[Stored data entries]
--*--

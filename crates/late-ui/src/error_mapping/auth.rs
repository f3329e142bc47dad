use crate::services::auth_service::AuthError as UiAuthError;
use late_core::{AppError, AuthError, ConfigError};

impl From<UiAuthError> for AppError {
    fn from(e: UiAuthError) -> Self {
        match e {
            UiAuthError::NoPort => AppError::Auth(AuthError::NoCallbackPort),
            UiAuthError::OAuth(s) => AppError::Auth(AuthError::OAuthFailed(s)),
            UiAuthError::NotConfigured => AppError::Config(ConfigError::MissingSetting(
                "Google OAuth (client_id, client_secret)".into(),
            )),
            UiAuthError::NotInitialized => {
                AppError::Other(anyhow::anyhow!("Auth service not initialized"))
            }
        }
    }
}
//! Persisted key-value preferences shared by the surfaces.
//!
//! Three string keys survive between runs: the signed-in email, the last
//! access token, and the selected calendar id. The full screen and sign-in
//! flow write; the widget only reads. Every write replaces the whole file
//! through a temp file and rename, and bumps `revision` so a reader can tell
//! whether what it holds is older than what is on disk.

use std::fs;
use std::io::{ErrorKind, Write};
use std::path::{Path, PathBuf};
use std::sync::Arc;

use parking_lot::Mutex;
use serde::{Deserialize, Serialize};

use crate::error::PrefsError;

/// Snapshot of the persisted preferences.
#[derive(Debug, Clone, Default, PartialEq, Eq, Serialize, Deserialize)]
pub struct Preferences {
    #[serde(default)]
    pub email: Option<String>,
    #[serde(default)]
    pub token: Option<String>,
    #[serde(default)]
    pub calendar_id: Option<String>,
    #[serde(default)]
    pub revision: u64,
}

impl Preferences {
    /// Token and calendar id are both present, so a fetch can be attempted.
    pub fn can_fetch(&self) -> bool {
        self.token.is_some() && self.calendar_id.is_some()
    }

    /// Sender, token, and calendar id are all present.
    pub fn is_configured(&self) -> bool {
        self.email.is_some() && self.can_fetch()
    }
}

/// File-backed preference store. Cheap to clone; clones share the write lock.
#[derive(Debug, Clone)]
pub struct PreferenceStore {
    path: PathBuf,
    write_lock: Arc<Mutex<()>>,
}

impl PreferenceStore {
    pub fn new(path: impl Into<PathBuf>) -> Self {
        Self {
            path: path.into(),
            write_lock: Arc::new(Mutex::new(())),
        }
    }

    pub fn path(&self) -> &Path {
        &self.path
    }

    /// Read the current snapshot. A missing file reads as empty preferences.
    pub fn load(&self) -> Result<Preferences, PrefsError> {
        match fs::read_to_string(&self.path) {
            Ok(json) => Ok(serde_json::from_str(&json)?),
            Err(e) if e.kind() == ErrorKind::NotFound => Ok(Preferences::default()),
            Err(e) => Err(PrefsError::Read(e)),
        }
    }

    /// Read, logging and swallowing failures. Used on surfaces where a bad
    /// file should route to "reconfigure" instead of aborting.
    pub fn load_or_default(&self) -> Preferences {
        self.load().unwrap_or_else(|e| {
            tracing::warn!("Falling back to empty preferences: {}", e);
            Preferences::default()
        })
    }

    pub fn set_token(&self, token: Option<&str>) -> Result<Preferences, PrefsError> {
        self.update(|p| p.token = token.map(str::to_string))
    }

    pub fn set_calendar_id(&self, calendar_id: Option<&str>) -> Result<Preferences, PrefsError> {
        self.update(|p| p.calendar_id = calendar_id.map(str::to_string))
    }

    /// Store the session obtained from a successful sign-in.
    pub fn set_session(&self, email: &str, token: &str) -> Result<Preferences, PrefsError> {
        self.update(|p| {
            p.email = Some(email.to_string());
            p.token = Some(token.to_string());
        })
    }

    /// Forget the session. The calendar selection is kept.
    pub fn clear_session(&self) -> Result<Preferences, PrefsError> {
        self.update(|p| {
            p.email = None;
            p.token = None;
        })
    }

    /// Read-modify-write under the store lock, returning the written snapshot.
    fn update(&self, apply: impl FnOnce(&mut Preferences)) -> Result<Preferences, PrefsError> {
        let _guard = self.write_lock.lock();

        let mut prefs = self.load()?;
        apply(&mut prefs);
        prefs.revision += 1;

        self.write_atomic(&prefs)?;
        tracing::debug!(revision = prefs.revision, "Preferences written");
        Ok(prefs)
    }

    fn write_atomic(&self, prefs: &Preferences) -> Result<(), PrefsError> {
        if let Some(parent) = self.path.parent() {
            fs::create_dir_all(parent).map_err(PrefsError::Write)?;
        }

        let json = serde_json::to_string_pretty(prefs)?;
        let tmp = self.path.with_extension("json.tmp");
        write_private(&tmp, json.as_bytes()).map_err(PrefsError::Write)?;
        fs::rename(&tmp, &self.path).map_err(PrefsError::Write)?;
        Ok(())
    }
}

/// Write `contents` to a fresh owner-only file.
fn write_private(path: &Path, contents: &[u8]) -> std::io::Result<()> {
    match fs::remove_file(path) {
        Ok(()) => {}
        Err(e) if e.kind() == ErrorKind::NotFound => {}
        Err(e) => return Err(e),
    }

    let mut options = fs::OpenOptions::new();
    options.write(true).create_new(true);
    #[cfg(unix)]
    {
        use std::os::unix::fs::OpenOptionsExt;
        options.mode(0o600);
    }

    let mut file = options.open(path)?;
    file.write_all(contents)?;
    file.sync_all()
}
//! Centralized error types for Late.
//!
//! Every failure is caught at the boundary where it occurs and mapped into
//! [`AppError`]; `user_message()` gives the status line a surface displays.

use thiserror::Error;

/// Status shown when the session or calendar selection is missing or rejected.
pub const RECONFIGURE: &str = "Calendar or token expired. Please reconfigure.";

/// Top-level application error type.
#[derive(Debug, Error)]
pub enum AppError {
    #[error("Network error: {0}")]
    Network(#[from] NetworkError),

    #[error("Configuration error: {0}")]
    Config(#[from] ConfigError),

    #[error("Authentication error: {0}")]
    Auth(#[from] AuthError),

    #[error("Preference store error: {0}")]
    Prefs(#[from] PrefsError),

    #[error("Calendar error: {0}")]
    Calendar(String),

    #[error("Email error: {0}")]
    Email(String),

    #[error("{0}")]
    Other(#[from] anyhow::Error),
}

impl AppError {
    /// Returns a user-friendly message suitable for a status line.
    pub fn user_message(&self) -> &'static str {
        match self {
            AppError::Network(e) => e.user_message(),
            AppError::Config(e) => e.user_message(),
            AppError::Auth(e) => e.user_message(),
            AppError::Prefs(e) => e.user_message(),
            AppError::Calendar(_) => RECONFIGURE,
            AppError::Email(_) => "Failed to send email.",
            AppError::Other(_) => "An unexpected error occurred. Please try again.",
        }
    }
}

/// Network-related errors (HTTP, connectivity).
#[derive(Debug, Error)]
pub enum NetworkError {
    #[error("Connection failed: {0}")]
    ConnectionFailed(String),

    #[error("Rate limited, retry after {0} seconds")]
    RateLimited(u64),
}

impl NetworkError {
    pub fn user_message(&self) -> &'static str {
        match self {
            NetworkError::ConnectionFailed(_) => {
                "Unable to connect. Check your internet connection."
            }
            NetworkError::RateLimited(_) => "Too many requests. Please wait and try again.",
        }
    }
}

/// Configuration errors.
#[derive(Debug, Error)]
pub enum ConfigError {
    #[error("Missing required setting: {0}")]
    MissingSetting(String),
}

impl ConfigError {
    pub fn user_message(&self) -> &'static str {
        match self {
            ConfigError::MissingSetting(_) => {
                "Google OAuth is not configured. Add a [google] section to config.toml."
            }
        }
    }
}

/// Authentication errors (OAuth, tokens, credentials).
#[derive(Debug, Error)]
pub enum AuthError {
    #[error("Not signed in")]
    NotSignedIn,

    #[error("OAuth flow failed: {0}")]
    OAuthFailed(String),

    #[error("Token storage error: {0}")]
    StorageError(String),

    #[error("No free port for OAuth callback")]
    NoCallbackPort,
}

impl AuthError {
    pub fn user_message(&self) -> &'static str {
        match self {
            AuthError::NotSignedIn => "Not signed in. Run `late sign-in` first.",
            AuthError::OAuthFailed(_) => "Failed to log in. Please try again.",
            AuthError::StorageError(_) => "Failed to save credentials. Please try again.",
            AuthError::NoCallbackPort => {
                "Sign-in ports 8080-8089 are busy. Close other apps and try again."
            }
        }
    }
}

/// Preference store errors.
#[derive(Debug, Error)]
pub enum PrefsError {
    #[error("Failed to read preferences: {0}")]
    Read(#[source] std::io::Error),

    #[error("Failed to write preferences: {0}")]
    Write(#[source] std::io::Error),

    #[error("Preferences file is malformed: {0}")]
    Malformed(#[from] serde_json::Error),
}

impl PrefsError {
    pub fn user_message(&self) -> &'static str {
        match self {
            PrefsError::Read(_) | PrefsError::Malformed(_) => {
                "Saved settings could not be read. Please reconfigure."
            }
            PrefsError::Write(_) => "Failed to save settings. Please try again.",
        }
    }
}
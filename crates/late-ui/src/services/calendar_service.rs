//! Calendar backend: async operations using the shared runtime and channel pattern.
//! All network work runs off the caller's thread; results sent via mpsc.

use chrono::Utc;
use late_calendar::{next_event, Calendar, Event};

use crate::bridge;
use crate::services::google_common::{GoogleEndpoints, TokenSource};

/// Error type for Calendar operations.
#[derive(Debug, Clone)]
pub enum CalendarError {
    Network(String),
    Auth(String),
    NotFound(String),
    RateLimited(u64),
    NotInitialized,
}

impl std::fmt::Display for CalendarError {
    fn fmt(&self, f: &mut std::fmt::Formatter<'_>) -> std::fmt::Result {
        match self {
            CalendarError::Network(s) => write!(f, "Calendar error: {}", s),
            CalendarError::Auth(s) => write!(f, "Calendar auth error: {}", s),
            CalendarError::NotFound(id) => write!(f, "Calendar not found: {}", id),
            CalendarError::RateLimited(secs) => write!(f, "Calendar rate limited for {}s", secs),
            CalendarError::NotInitialized => write!(f, "Calendar service not initialized"),
        }
    }
}

impl std::error::Error for CalendarError {}

impl From<late_calendar::CalendarError> for CalendarError {
    fn from(e: late_calendar::CalendarError) -> Self {
        match e {
            late_calendar::CalendarError::CalendarNotFound(id) => CalendarError::NotFound(id),
            late_calendar::CalendarError::RateLimited(secs) => CalendarError::RateLimited(secs),
            e if e.should_refresh_token() => CalendarError::Auth(e.to_string()),
            e => CalendarError::Network(e.to_string()),
        }
    }
}

/// Messages sent from async operations back to the surface thread.
#[derive(Debug)]
pub enum CalendarServiceMessage {
    /// Result of fetching the calendar list.
    FetchCalendarsDone(Result<Vec<Calendar>, CalendarError>),
    /// Result of fetching upcoming events, reduced to the next one.
    FetchNextEventDone(Result<Option<Event>, CalendarError>),
}

/// Request the user's calendar list.
pub fn request_fetch_calendars(
    tx: &std::sync::mpsc::Sender<CalendarServiceMessage>,
    endpoints: GoogleEndpoints,
    token: TokenSource,
) {
    let tx = tx.clone();
    let runtime = match bridge::get_runtime() {
        Some(r) => r,
        None => {
            let _ = tx.send(CalendarServiceMessage::FetchCalendarsDone(Err(
                CalendarError::NotInitialized,
            )));
            return;
        }
    };

    runtime.spawn(async move {
        let access_token = token.resolve().await;
        let client = endpoints.calendar_client(&access_token);

        let result = client.list_calendars().await.map_err(|e| {
            tracing::error!("Failed to list calendars: {}", e);
            if e.should_refresh_token() {
                token.on_rejected();
            }
            CalendarError::from(e)
        });

        let _ = tx.send(CalendarServiceMessage::FetchCalendarsDone(result));
    });
}

/// Request upcoming events of `calendar_id` and pick the next one.
pub fn request_fetch_next_event(
    tx: &std::sync::mpsc::Sender<CalendarServiceMessage>,
    endpoints: GoogleEndpoints,
    token: TokenSource,
    calendar_id: String,
    max_results: u32,
) {
    let tx = tx.clone();
    let runtime = match bridge::get_runtime() {
        Some(r) => r,
        None => {
            let _ = tx.send(CalendarServiceMessage::FetchNextEventDone(Err(
                CalendarError::NotInitialized,
            )));
            return;
        }
    };

    runtime.spawn(async move {
        let access_token = token.resolve().await;
        let client = endpoints.calendar_client(&access_token);

        let result = match client
            .list_upcoming_events(&calendar_id, Utc::now(), max_results)
            .await
        {
            Ok(events) => Ok(next_event(&events, Utc::now()).cloned()),
            Err(e) => {
                tracing::error!("Failed to fetch events for {}: {}", calendar_id, e);
                if e.should_refresh_token() {
                    token.on_rejected();
                }
                Err(CalendarError::from(e))
            }
        };

        let _ = tx.send(CalendarServiceMessage::FetchNextEventDone(result));
    });
}

#[cfg(test)]
mod tests {
    #![allow(clippy::unwrap_used, clippy::expect_used, clippy::panic)]
    use super::*;
    use std::sync::mpsc;
    use std::time::Duration;

    #[test]
    fn calendar_error_display() {
        assert!(format!("{}", CalendarError::Network("timeout".into())).contains("Calendar error"));
        assert!(format!("{}", CalendarError::NotFound("x".into())).contains("not found"));
        assert!(format!("{}", CalendarError::NotInitialized).contains("not initialized"));
    }

    #[test]
    fn api_errors_are_classified() {
        let auth = CalendarError::from(late_calendar::CalendarError::TokenExpired);
        assert!(matches!(auth, CalendarError::Auth(_)));

        let missing = CalendarError::from(late_calendar::CalendarError::CalendarNotFound("c".into()));
        assert!(matches!(missing, CalendarError::NotFound(id) if id == "c"));

        let limited = CalendarError::from(late_calendar::CalendarError::RateLimited(3));
        assert!(matches!(limited, CalendarError::RateLimited(3)));

        let other = CalendarError::from(late_calendar::CalendarError::ApiError("boom".into()));
        assert!(matches!(other, CalendarError::Network(_)));
    }

    #[test]
    fn fetch_against_unreachable_host_reports_error() {
        bridge::init_runtime().unwrap();
        let (tx, rx) = mpsc::channel();
        let endpoints = GoogleEndpoints {
            calendar_api_url: "http://127.0.0.1:9".into(),
            gmail_api_url: "http://127.0.0.1:9".into(),
        };

        request_fetch_next_event(&tx, endpoints, TokenSource::Stored("t".into()), "primary".into(), 5);

        let msg = rx.recv_timeout(Duration::from_secs(10)).unwrap();
        assert!(matches!(
            msg,
            CalendarServiceMessage::FetchNextEventDone(Err(CalendarError::Network(_)))
        ));
    }
}
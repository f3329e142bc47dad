//! Google Calendar access for Late.
//!
//! Provides the Calendar API client and next-event selection.

pub mod client;
pub mod error;
pub mod select;
pub mod types;

pub use client::CalendarClient;
pub use error::CalendarError;
pub use select::{minutes_until, next_event};
pub use types::{Attendee, Calendar, Event, EventTime, ResponseStatus};
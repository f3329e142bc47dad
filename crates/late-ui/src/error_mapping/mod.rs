//! Maps UI service errors to late_core::AppError for consistent user-facing messages.
//! Each service has its own module to keep mappings small and readable.

mod auth;
mod calendar;
mod gmail;
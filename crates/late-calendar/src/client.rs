//! Google Calendar API client.

use chrono::{DateTime, SecondsFormat, Utc};
use tracing::instrument;

use crate::error::CalendarError;
use crate::types::*;

pub struct CalendarClient {
    client: reqwest::Client,
    access_token: String,
    base_url: String,
}

impl CalendarClient {
    pub fn with_base_url(access_token: &str, base_url: &str) -> Self {
        Self {
            client: reqwest::Client::new(),
            access_token: access_token.to_string(),
            base_url: base_url.trim_end_matches('/').to_string(),
        }
    }

    fn auth_header(&self) -> String {
        format!("Bearer {}", self.access_token)
    }

    /// List the calendars on the user's calendar list.
    #[instrument(skip(self), level = "info")]
    pub async fn list_calendars(&self) -> Result<Vec<Calendar>, CalendarError> {
        let url = format!("{}/users/me/calendarList", self.base_url);

        let response = self
            .client
            .get(&url)
            .header("Authorization", self.auth_header())
            .send()
            .await?;

        let resp: CalendarListResponse = self.handle_response(response, "calendarList").await?;
        Ok(resp.items.into_iter().map(Calendar::from).collect())
    }

    /// List upcoming events: recurring events expanded into single
    /// occurrences, ordered by start, ending after `time_min`, at most
    /// `max_results` of them.
    #[instrument(skip(self), level = "info")]
    pub async fn list_upcoming_events(
        &self,
        calendar_id: &str,
        time_min: DateTime<Utc>,
        max_results: u32,
    ) -> Result<Vec<Event>, CalendarError> {
        let url = format!(
            "{}/calendars/{}/events?timeMin={}&singleEvents=true&orderBy=startTime&maxResults={}",
            self.base_url,
            urlencoding::encode(calendar_id),
            urlencoding::encode(&time_min.to_rfc3339_opts(SecondsFormat::Millis, true)),
            max_results,
        );

        let response = self
            .client
            .get(&url)
            .header("Authorization", self.auth_header())
            .send()
            .await?;

        let resp: EventListResponse = self.handle_response(response, calendar_id).await?;
        let events: Vec<Event> = resp
            .items
            .into_iter()
            .filter_map(|api_event| Event::from_api(api_event, calendar_id))
            .collect();

        tracing::debug!("Fetched {} events from {}", events.len(), calendar_id);
        Ok(events)
    }

    /// Helper to handle API responses and errors.
    async fn handle_response<T: serde::de::DeserializeOwned>(
        &self,
        response: reqwest::Response,
        resource: &str,
    ) -> Result<T, CalendarError> {
        let status = response.status();

        if status.is_success() {
            response
                .json()
                .await
                .map_err(|e| CalendarError::ApiError(format!("JSON parse error: {}", e)))
        } else if status.as_u16() == 401 {
            Err(CalendarError::TokenExpired)
        } else if status.as_u16() == 403 {
            Err(CalendarError::AuthRequired)
        } else if status.as_u16() == 404 {
            Err(CalendarError::CalendarNotFound(resource.to_string()))
        } else if status.as_u16() == 429 {
            let retry_after = response
                .headers()
                .get("Retry-After")
                .and_then(|v| v.to_str().ok())
                .and_then(|s| s.parse().ok())
                .unwrap_or(60);
            Err(CalendarError::RateLimited(retry_after))
        } else {
            let text = response.text().await.unwrap_or_default();
            Err(CalendarError::ApiError(format!("{}: {}", status, text)))
        }
    }
}
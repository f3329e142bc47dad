//! Gmail backend: sends the late notice off the caller's thread.

use late_calendar::Event;
use late_gmail::deliver;

use crate::bridge;
use crate::services::google_common::{GoogleEndpoints, TokenSource};

/// Error type for Gmail operations.
#[derive(Debug, Clone)]
pub enum GmailError {
    Send(String),
    Auth(String),
    NoRecipients,
    NotInitialized,
}

impl std::fmt::Display for GmailError {
    fn fmt(&self, f: &mut std::fmt::Formatter<'_>) -> std::fmt::Result {
        match self {
            GmailError::Send(s) => write!(f, "Gmail error: {}", s),
            GmailError::Auth(s) => write!(f, "Gmail auth error: {}", s),
            GmailError::NoRecipients => write!(f, "No attendees to notify"),
            GmailError::NotInitialized => write!(f, "Gmail service not initialized"),
        }
    }
}

impl std::error::Error for GmailError {}

impl From<late_gmail::GmailError> for GmailError {
    fn from(e: late_gmail::GmailError) -> Self {
        match e {
            late_gmail::GmailError::NoRecipients => GmailError::NoRecipients,
            e if e.should_refresh_token() => GmailError::Auth(e.to_string()),
            e => GmailError::Send(e.to_string()),
        }
    }
}

/// Messages sent from async operations back to the surface thread.
#[derive(Debug)]
pub enum GmailServiceMessage {
    /// Outcome of a late-notice send.
    SendDone(Result<(), GmailError>),
}

/// Request to notify the attendees of `event` that `sender` is running late.
pub fn request_send_late_notice(
    tx: &std::sync::mpsc::Sender<GmailServiceMessage>,
    endpoints: GoogleEndpoints,
    token: TokenSource,
    event: Event,
    sender: String,
) {
    let tx = tx.clone();
    let runtime = match bridge::get_runtime() {
        Some(r) => r,
        None => {
            tracing::error!("Gmail service not initialized");
            let _ = tx.send(GmailServiceMessage::SendDone(Err(GmailError::NotInitialized)));
            return;
        }
    };

    runtime.spawn(async move {
        let access_token = token.resolve().await;
        let client = endpoints.gmail_client(&access_token);

        let result = match deliver(&client, &event, &sender).await {
            Ok(sent) => {
                tracing::info!("Late notice for {} sent as {}", event.id, sent.id);
                Ok(())
            }
            Err(e) => {
                tracing::error!("Failed to send late notice for {}: {}", event.id, e);
                if e.should_refresh_token() {
                    token.on_rejected();
                }
                Err(GmailError::from(e))
            }
        };

        let _ = tx.send(GmailServiceMessage::SendDone(result));
    });
}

--*--

Look back at the data above. Transcribe exactly the lines starting at the line that contains "p.token = None;" and ending at the line that contains "fn write_atomic(&self, prefs: &Preferences)".

            p.token = None;
        })
    }

    /// Read-modify-write under the store lock, returning the written snapshot.
    fn update(&self, apply: impl FnOnce(&mut Preferences)) -> Result<Preferences, PrefsError> {
        let _guard = self.write_lock.lock();

        let mut prefs = self.load()?;
        apply(&mut prefs);
        prefs.revision += 1;

        self.write_atomic(&prefs)?;
        tracing::debug!(revision = prefs.revision, "Preferences written");
        Ok(prefs)
    }

    fn write_atomic(&self, prefs: &Preferences) -> Result<(), PrefsError> {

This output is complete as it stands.